Her voice, he noted, was thick, hoarse, like she had been inhaling smoke for a few hours. Or shouting. Probably from the drugs, he thought as he settled into the lone seat across from her. He knew the FS Confederation had just returned from a raiding mission deep inside Unity space. He’d seen the scars when he’d come in from Earth orbit on board the flitter. Black blemishes, peppering the surface of the white hull like some sort of fungal disease. Laser blasts, mostly, though there was evidence the shields had had to absorb more than one hit from anti-matter torps.
Jhordel absently rubbed at her neck, revealing a red, perfectly symmetrical ‘hickey’ beneath the high collar of her jacket. He had expected to see it, but still a chill ran through him. He found himself probing self-consciously at the side of his own neck, running his fingertips over the bump that was still there, where a few weeks earlier he’d borne his own such mark. For spacers it was like a badge of honor, which they wore proudly wherever they went. It was the mark of the spacers. And on those who did the deep runs, it was essentially permanent.

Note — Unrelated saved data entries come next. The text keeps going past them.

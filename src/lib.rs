pub mod client;
pub mod config;
pub mod error;
pub mod handlers;
pub mod models;
pub mod services;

Jhordel’s was such a mark, showing signs of recent exposure to the bite of the ‘pumps.’ It looked as though it might bleed; and that said much about the battle she and her crew had just been through. A rough one, he ventured. They would have been hooked into the system for long cycles, bound to those horrid metal leeches that attached to your neck as though they were part of your flesh, sucking blood from you and pumping it back in. On the return the blood was rich with oxygen and primed with a virtual pharmacopoeia. All necessary, if you wanted to stay alive while the g-forces within the ship—despite the gravity dispensators—reached extremes that would render the unprotected human lifeless in seconds.